What “The Golden Girls” Taught Me About Bioethics

The Golden Girls was ahead of its time. The show, which ran from 1985-1992, is best remembered as a chatty sitcom where four friends in their golden years—Blanche, Rose, Sophia, and Dorothy—discuss their personal lives. But it included a surprising number of plotlines about significant scientific and medical issues that other TV shows seldom discussed, including conceiving a child via in vitro fertilization, the HIV/AIDS epidemic and stigmatization, organ donation, sexual health, body modification, end-of-life care, and cryopreservation. For many people who grew up watching the show either during its original run or in syndication, The Golden Girls was their first exposure to these complex issues. More than just a handful of token Very Special Episodes, The Golden Girls made difficult ethical issues a staple of the show. 

The Golden Girls started just before my second birthday—today is the 30th anniversary of the show’s very first episode. Between watching the original run with my parents and its years of syndication with my roommates in college and beyond, these four women have always been in my life.
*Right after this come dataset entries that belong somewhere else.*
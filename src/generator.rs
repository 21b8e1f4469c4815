use crate::components::Components;
use crate::coordinate::Coordinate;
use crate::error::Result;
use crate::grid::{OccupancyGrid, Scenario};
use log::{debug, info, warn};
use rand::rngs::StdRng;
use rand::{Rng, SeedableRng};

/// Scatters obstacles over an empty grid. Each of the `obstacles` attempts blocks one uniformly
/// random cell unless it is the start or the goal, so repeats and skipped endpoints leave fewer
/// blocked cells than attempts.
pub struct ObstacleGenerator {
    rng: StdRng,
    obstacles: usize,
}

impl ObstacleGenerator {
    pub fn new(obstacles: usize, seed: Option<u64>) -> Self {
        let rng = match seed {
            Some(seed) => StdRng::seed_from_u64(seed),
            None => StdRng::from_entropy(),
        };
        ObstacleGenerator { rng, obstacles }
    }

    /// Generates a `rows` x `cols` scenario. Fails if either endpoint is out of bounds.
    pub fn generate(
        &mut self,
        rows: usize,
        cols: usize,
        start: Coordinate,
        goal: Coordinate,
    ) -> Result<Scenario> {
        let mut grid = OccupancyGrid::new(rows, cols, false);
        grid.check_bounds(start)?;
        grid.check_bounds(goal)?;
        for _ in 0..self.obstacles {
            let p = Coordinate::new(self.rng.gen_range(0..rows), self.rng.gen_range(0..cols));
            if p != start && p != goal {
                grid.set(p, true);
            }
        }
        debug!(
            "Placed {} obstacles from {} attempts",
            grid.blocked_count(),
            self.obstacles
        );
        Scenario::new(grid, start, goal)
    }

    /// Regenerates up to `max_attempts` times until the goal is reachable from the start. Returns
    /// the last layout, reachable or not.
    pub fn generate_reachable(
        &mut self,
        rows: usize,
        cols: usize,
        start: Coordinate,
        goal: Coordinate,
        max_attempts: usize,
    ) -> Result<Scenario> {
        let mut scenario = self.generate(rows, cols, start, goal)?;
        for attempt in 1..max_attempts {
            if Components::new(&scenario.grid).reachable(&start, &goal) {
                info!("Generated reachable layout after {} attempts", attempt);
                return Ok(scenario);
            }
            scenario = self.generate(rows, cols, start, goal)?;
        }
        if !Components::new(&scenario.grid).reachable(&start, &goal) {
            warn!(
                "No reachable layout within {} attempts, keeping the last one",
                max_attempts
            );
        }
        Ok(scenario)
    }
}

#[cfg(test)]
mod tests {
    use super::*;

    #[test]
    fn endpoints_stay_free() {
        let start = Coordinate::new(0, 0);
        let goal = Coordinate::new(4, 4);
        // Enough attempts to hit every cell of a 5x5 grid with overwhelming probability.
        let mut generator = ObstacleGenerator::new(2_000, Some(7));
        let scenario = generator.generate(5, 5, start, goal).unwrap();
        assert!(!scenario.grid.is_blocked(start));
        assert!(!scenario.grid.is_blocked(goal));
        assert_eq!(scenario.grid.blocked_count(), 23);
    }

    #[test]
    fn seeded_generation_is_reproducible() {
        let start = Coordinate::new(0, 0);
        let goal = Coordinate::new(19, 19);
        let a = ObstacleGenerator::new(100, Some(42))
            .generate(20, 20, start, goal)
            .unwrap();
        let b = ObstacleGenerator::new(100, Some(42))
            .generate(20, 20, start, goal)
            .unwrap();
        assert_eq!(a, b);
        assert!(a.grid.blocked_count() <= 100);
    }

    #[test]
    fn reachable_layouts() {
        let start = Coordinate::new(0, 0);
        let goal = Coordinate::new(9, 9);
        let mut generator = ObstacleGenerator::new(35, Some(3));
        for _ in 0..20 {
            let scenario = generator
                .generate_reachable(10, 10, start, goal, 1_000)
                .unwrap();
            assert!(Components::new(&scenario.grid).reachable(&start, &goal));
            assert!(!scenario.solve().unwrap().is_empty());
        }
    }

    #[test]
    fn out_of_bounds_endpoint() {
        let mut generator = ObstacleGenerator::new(10, Some(1));
        assert!(generator
            .generate(5, 5, Coordinate::new(0, 0), Coordinate::new(5, 5))
            .is_err());
    }
}
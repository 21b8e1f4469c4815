use crate::coordinate::Coordinate;
use thiserror::Error;

/// Precondition violations. An unreachable goal is not one of these: it is reported as an
/// empty [Path](crate::Path).
#[derive(Error, Debug, Clone, PartialEq, Eq)]
pub enum GridError {
    #[error("coordinate {coordinate} is outside the {rows}x{cols} grid")]
    OutOfBounds {
        coordinate: Coordinate,
        rows: usize,
        cols: usize,
    },

    #[error("row {row} has {found} cells, expected {expected}")]
    Ragged {
        row: usize,
        expected: usize,
        found: usize,
    },

    #[error("unknown map symbol {symbol:?} at ({row}, {col})")]
    InvalidCell {
        symbol: char,
        row: usize,
        col: usize,
    },

    #[error("map has no {0} marker")]
    MissingEndpoint(&'static str),

    #[error("map has more than one {0} marker")]
    DuplicateEndpoint(&'static str),
}

pub type Result<T> = std::result::Result<T, GridError>;
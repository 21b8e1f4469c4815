use crate::coordinate::Coordinate;
use crate::grid::OccupancyGrid;
use log::debug;
use petgraph::unionfind::UnionFind;

/// Connected components of the free cells of an [OccupancyGrid] under orthogonal moves. Answers
/// reachability queries without running a search.
#[derive(Clone, Debug)]
pub struct Components {
    components: UnionFind<usize>,
    cols: usize,
    rows: usize,
}

impl Components {
    /// Links every free cell to its free right and lower neighbour. Blocked cells end up in
    /// singleton components.
    pub fn new(grid: &OccupancyGrid) -> Self {
        debug!("Generating connected components");
        let (rows, cols) = (grid.rows(), grid.cols());
        let mut components = UnionFind::new(rows * cols);
        for point in grid.coordinates() {
            if !grid.can_move_to(point) {
                continue;
            }
            let parent_ix = point.row * cols + point.col;
            [
                Coordinate::new(point.row, point.col + 1),
                Coordinate::new(point.row + 1, point.col),
            ]
            .into_iter()
            .filter(|p| grid.can_move_to(*p))
            .for_each(|p| {
                components.union(parent_ix, p.row * cols + p.col);
            });
        }
        Components {
            components,
            cols,
            rows,
        }
    }

    fn ix(&self, point: &Coordinate) -> Option<usize> {
        (point.row < self.rows && point.col < self.cols).then(|| point.row * self.cols + point.col)
    }

    /// Retrieves the component id a given [Coordinate] belongs to.
    pub fn get_component(&self, point: &Coordinate) -> Option<usize> {
        self.ix(point).map(|ix| self.components.find(ix))
    }

    /// Checks if start and goal are on the same component. Always false for out of bounds
    /// coordinates. A blocked cell is only reachable from itself.
    pub fn reachable(&self, start: &Coordinate, goal: &Coordinate) -> bool {
        match (self.ix(start), self.ix(goal)) {
            (Some(s), Some(g)) => self.components.equiv(s, g),
            _ => false,
        }
    }
}

#[cfg(test)]
mod tests {
    use super::*;

    #[test]
    fn test_component_generation() {
        let grid: OccupancyGrid = "\
            ..#..
            ..#..
            #####
            .....
        "
        .parse()
        .unwrap();
        let components = Components::new(&grid);
        assert!(components.reachable(&Coordinate::new(0, 0), &Coordinate::new(1, 1)));
        assert!(components.reachable(&Coordinate::new(0, 3), &Coordinate::new(1, 4)));
        assert!(!components.reachable(&Coordinate::new(0, 0), &Coordinate::new(0, 4)));
        assert!(!components.reachable(&Coordinate::new(1, 1), &Coordinate::new(3, 0)));
        assert!(!components.reachable(&Coordinate::new(0, 0), &Coordinate::new(9, 9)));
    }

    #[test]
    fn component_ids() {
        let grid: OccupancyGrid = "..#\n###\n.#.".parse().unwrap();
        let components = Components::new(&grid);
        let id = |row, col| components.get_component(&Coordinate::new(row, col));
        assert_eq!(id(0, 0), id(0, 1));
        assert_ne!(id(0, 0), id(2, 0));
        assert_ne!(id(2, 0), id(2, 2));
        assert_ne!(id(0, 2), id(0, 1));
        assert!(id(2, 2).is_some());
        assert_eq!(id(3, 0), None);
        assert_eq!(id(0, 3), None);
    }
}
The Golden Girls became my security blanket when I was feeling particularly anxious, which, admittedly, occurred frequently while I was completing my Ph.D. in bioethics. The more time I spent studying bioethics—a discipline that examines the ethics of the practice of, research on, and policy regulating medicine and science—the more I realized that The Golden Girls incorporated many important questions that we’re still dealing with today. 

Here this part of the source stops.